**Exercise prompt:** In the entries below, find the line containing "and the trust-scaled", then copy it and every later line exactly, ending with the last line.

· · · · · · ·

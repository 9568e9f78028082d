use base64::engine::general_purpose::URL_SAFE_NO_PAD;
use base64::Engine;
use rand::RngCore;
use sdn_core::{SdnError, Timestamp, TrustLevel, SESSION_TOKEN_BYTES};
use serde::{Deserialize, Serialize};
use std::path::Path;

/// An operator account on the local admin surface.
#[derive(Clone, Debug, Serialize, Deserialize)]
pub struct AdminAccount {
    pub username: String,
    /// Argon2id PHC string.
    pub password_hash: String,
    /// Base32 TOTP secret, when two-factor is enrolled.
    pub totp_secret: Option<String>,
    pub created_at: Timestamp,
}

/// An external principal keyed by its extended public key string.
#[derive(Clone, Debug, Serialize, Deserialize)]
pub struct UserRecord {
    pub xpub: String,
    pub trust_level: TrustLevel,
    #[serde(default)]
    pub display_name: String,
    /// Ed25519 verifying key bound on first successful challenge verify.
    #[serde(default)]
    pub signing_key: Option<[u8; 32]>,
    #[serde(default)]
    pub last_login: Option<Timestamp>,
    pub created_at: Timestamp,
}

/// An issued session.
#[derive(Clone, Debug, Serialize, Deserialize)]
pub struct Session {
    /// URL-safe random token; also the storage key.
    pub token: String,
    /// Admin username or user xpub.
    pub owner: String,
    pub created_at: Timestamp,
    pub expires_at: Timestamp,
    pub client_ip: String,
    pub user_agent: String,
    pub revoked: bool,
}

impl Session {
    /// A token is live iff it exists, is not revoked, and has not expired.
    pub fn is_valid(&self, now: Timestamp) -> bool {
        !self.revoked && now <= self.expires_at
    }
}

/// Authentication state backed by sled.
///
/// Named trees:
///   sessions — token utf8 → bincode(Session)
///   admins   — username utf8 → bincode(AdminAccount)
///   users    — xpub utf8 → bincode(UserRecord)
pub struct AuthStore {
    _db: sled::Db,
    sessions: sled::Tree,
    admins: sled::Tree,
    users: sled::Tree,
}

fn storage_err(e: impl std::fmt::Display) -> SdnError {
    SdnError::Storage(e.to_string())
}

fn encode<T: Serialize>(value: &T) -> Result<Vec<u8>, SdnError> {
    bincode::serialize(value).map_err(|e| SdnError::Serialization(e.to_string()))
}

fn decode<T: for<'de> Deserialize<'de>>(bytes: &[u8]) -> Result<T, SdnError> {
    bincode::deserialize(bytes).map_err(|e| SdnError::Serialization(e.to_string()))
}

impl AuthStore {
    pub fn open<P: AsRef<Path>>(path: P) -> Result<Self, SdnError> {
        let db = sled::open(path).map_err(storage_err)?;
        let sessions = db.open_tree("sessions").map_err(storage_err)?;
        let admins = db.open_tree("admins").map_err(storage_err)?;
        let users = db.open_tree("users").map_err(storage_err)?;
        Ok(Self {
            _db: db,
            sessions,
            admins,
            users,
        })
    }

    // ── Sessions ─────────────────────────────────────────────────────────────

    /// Issue a session for `owner` with the given TTL.
    pub fn create_session(
        &self,
        owner: &str,
        ttl_secs: i64,
        client_ip: &str,
        user_agent: &str,
        now: Timestamp,
    ) -> Result<Session, SdnError> {
        let mut raw = [0u8; SESSION_TOKEN_BYTES];
        rand::rngs::OsRng.fill_bytes(&mut raw);
        let session = Session {
            token: URL_SAFE_NO_PAD.encode(raw),
            owner: owner.to_string(),
            created_at: now,
            expires_at: now + ttl_secs,
            client_ip: client_ip.to_string(),
            user_agent: user_agent.to_string(),
            revoked: false,
        };
        self.sessions
            .insert(session.token.as_bytes(), encode(&session)?)
            .map_err(storage_err)?;
        Ok(session)
    }

    /// Look up a session and check validity at `now`.
    pub fn validate_session(&self, token: &str, now: Timestamp) -> Result<Option<Session>, SdnError> {
        let Some(bytes) = self.sessions.get(token.as_bytes()).map_err(storage_err)? else {
            return Ok(None);
        };
        let session: Session = decode(&bytes)?;
        Ok(session.is_valid(now).then_some(session))
    }

    /// Revoke one session. Returns false when the token is unknown.
    pub fn revoke_session(&self, token: &str) -> Result<bool, SdnError> {
        let Some(bytes) = self.sessions.get(token.as_bytes()).map_err(storage_err)? else {
            return Ok(false);
        };
        let mut session: Session = decode(&bytes)?;
        session.revoked = true;
        self.sessions
            .insert(token.as_bytes(), encode(&session)?)
            .map_err(storage_err)?;
        Ok(true)
    }

    /// Revoke every session owned by `owner` (password change, user removal).
    pub fn revoke_sessions_for(&self, owner: &str) -> Result<usize, SdnError> {
        let mut revoked = 0;
        for item in self.sessions.iter() {
            let (key, bytes) = item.map_err(storage_err)?;
            let mut session: Session = decode(&bytes)?;
            if session.owner == owner && !session.revoked {
                session.revoked = true;
                self.sessions
                    .insert(key, encode(&session)?)
                    .map_err(storage_err)?;
                revoked += 1;
            }
        }
        Ok(revoked)
    }

    pub fn list_sessions(&self) -> Result<Vec<Session>, SdnError> {
        let mut out = Vec::new();
        for item in self.sessions.iter() {
            let (_, bytes) = item.map_err(storage_err)?;
            out.push(decode(&bytes)?);
        }
        Ok(out)
    }

    /// Delete expired and revoked sessions. Runs on a timer; validity checks
    /// never depend on it.
    pub fn sweep_sessions(&self, now: Timestamp) -> Result<usize, SdnError> {
        let mut removed = 0;
        for item in self.sessions.iter() {
            let (key, bytes) = item.map_err(storage_err)?;
            let session: Session = decode(&bytes)?;
            if !session.is_valid(now) {
                self.sessions.remove(key).map_err(storage_err)?;
                removed += 1;
            }
        }
        Ok(removed)
    }

    // ── Admin accounts ───────────────────────────────────────────────────────

    pub fn create_admin(&self, account: &AdminAccount) -> Result<(), SdnError> {
        self.admins
            .insert(account.username.as_bytes(), encode(account)?)
            .map_err(storage_err)?;
        Ok(())
    }

    pub fn get_admin(&self, username: &str) -> Result<Option<AdminAccount>, SdnError> {
        match self.admins.get(username.as_bytes()).map_err(storage_err)? {
            Some(bytes) => Ok(Some(decode(&bytes)?)),
            None => Ok(None),
        }
    }

    pub fn admin_count(&self) -> u64 {
        self.admins.len() as u64
    }

    /// Replace an admin's password hash. The caller revokes sessions.
    pub fn set_admin_password(&self, username: &str, password_hash: &str) -> Result<(), SdnError> {
        let mut account = self
            .get_admin(username)?
            .ok_or(SdnError::AuthFailed)?;
        account.password_hash = password_hash.to_string();
        self.create_admin(&account)
    }

    // ── Users ────────────────────────────────────────────────────────────────

    pub fn upsert_user(&self, user: &UserRecord) -> Result<(), SdnError> {
        if user.xpub.is_empty() || user.xpub.len() > 256 {
            return Err(SdnError::InvalidRequest("xpub length out of range".into()));
        }
        self.users
            .insert(user.xpub.as_bytes(), encode(user)?)
            .map_err(storage_err)?;
        Ok(())
    }

    pub fn get_user(&self, xpub: &str) -> Result<Option<UserRecord>, SdnError> {
        match self.users.get(xpub.as_bytes()).map_err(storage_err)? {
            Some(bytes) => Ok(Some(decode(&bytes)?)),
            None => Ok(None),
        }
    }

    pub fn remove_user(&self, xpub: &str) -> Result<bool, SdnError> {
        Ok(self.users.remove(xpub.as_bytes()).map_err(storage_err)?.is_some())
    }

    pub fn list_users(&self) -> Result<Vec<UserRecord>, SdnError> {
        let mut out = Vec::new();
        for item in self.users.iter() {
            let (_, bytes) = item.map_err(storage_err)?;
            out.push(decode(&bytes)?);
        }
        Ok(out)
    }

    pub fn flush(&self) -> Result<(), SdnError> {
        self._db.flush().map_err(storage_err)?;
        Ok(())
    }
}

#[cfg(test)]
mod tests {
    use super::*;

    fn open_store() -> (tempfile::TempDir, AuthStore) {
        let dir = tempfile::tempdir().unwrap();
        let store = AuthStore::open(dir.path().join("auth")).unwrap();
        (dir, store)
    }

    #[test]
    fn session_tokens_are_long_and_unique() {
        let (_dir, store) = open_store();
        let a = store.create_session("admin", 3600, "127.0.0.1", "cli", 0).unwrap();
        let b = store.create_session("admin", 3600, "127.0.0.1", "cli", 0).unwrap();
        // 32 random bytes base64url: 43 chars, comfortably above the
        // 22-byte entropy floor.
        assert_eq!(a.token.len(), 43);
        assert_ne!(a.token, b.token);
    }

    #[test]
    fn session_validity_window() {
        let (_dir, store) = open_store();
        let session = store.create_session("admin", 3600, "ip", "ua", 1_000).unwrap();

        assert!(store.validate_session(&session.token, 1_000).unwrap().is_some());
        assert!(store.validate_session(&session.token, 4_600).unwrap().is_some());
        assert!(store.validate_session(&session.token, 4_601).unwrap().is_none());
        assert!(store.validate_session("no-such-token", 1_000).unwrap().is_none());
    }

    #[test]
    fn revocation_is_immediate() {
        let (_dir, store) = open_store();
        let session = store.create_session("admin", 3600, "ip", "ua", 0).unwrap();
        assert!(store.revoke_session(&session.token).unwrap());
        assert!(store.validate_session(&session.token, 1).unwrap().is_none());
        assert!(!store.revoke_session("no-such-token").unwrap());
    }

    #[test]
    fn revoke_all_for_owner() {
        let (_dir, store) = open_store();
        store.create_session("alice", 3600, "ip", "ua", 0).unwrap();
        store.create_session("alice", 3600, "ip", "ua", 0).unwrap();
        let bob = store.create_session("bob", 3600, "ip", "ua", 0).unwrap();

        assert_eq!(store.revoke_sessions_for("alice").unwrap(), 2);
        assert!(store.validate_session(&bob.token, 1).unwrap().is_some());
    }

    #[test]
    fn sweep_removes_dead_sessions() {
        let (_dir, store) = open_store();
        let live = store.create_session("a", 3600, "ip", "ua", 1_000).unwrap();
        store.create_session("b", 10, "ip", "ua", 1_000).unwrap();
        let revoked = store.create_session("c", 3600, "ip", "ua", 1_000).unwrap();
        store.revoke_session(&revoked.token).unwrap();

        assert_eq!(store.sweep_sessions(2_000).unwrap(), 2);
        assert_eq!(store.list_sessions().unwrap().len(), 1);
        assert!(store.validate_session(&live.token, 2_000).unwrap().is_some());
    }

    #[test]
    fn user_xpub_bounds() {
        let (_dir, store) = open_store();
        let mut user = UserRecord {
            xpub: "x".repeat(257),
            trust_level: TrustLevel::Standard,
            display_name: String::new(),
            signing_key: None,
            last_login: None,
            created_at: 0,
        };
        assert!(store.upsert_user(&user).is_err());
        user.xpub = "xpub6CUGRUo".into();
        assert!(store.upsert_user(&user).is_ok());
        assert!(store.get_user("xpub6CUGRUo").unwrap().is_some());
    }
}
//! sdn-peers
//!
//! Durable peer registry (trust levels, groups, block list), the connection
//! gater that enforces admission policy for the overlay, and the trust-scaled
//! token-bucket rate limiter.

pub mod gater;
pub mod persist;
pub mod rate_limit;
pub mod registry;

pub use gater::{ConnectionGater, RefusalHook};
pub use persist::{JsonFileStore, MemoryStore, PeerStore, SledStore};
pub use rate_limit::{RateLimiter, RateLimits};
pub use registry::{AdmissionMode, PeerGroup, PeerRecord, PeerRegistry, PeerStats};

· · · · · · ·

**Answer box:**
//! gater that enforces admission policy for the overlay, and the trust-scaled
//! token-bucket rate limiter.

pub mod gater;
pub mod persist;
pub mod rate_limit;
pub mod registry;

pub use gater::{ConnectionGater, RefusalHook};
pub use persist::{JsonFileStore, MemoryStore, PeerStore, SledStore};
pub use rate_limit::{RateLimiter, RateLimits};
pub use registry::{AdmissionMode, PeerGroup, PeerRecord, PeerRegistry, PeerStats};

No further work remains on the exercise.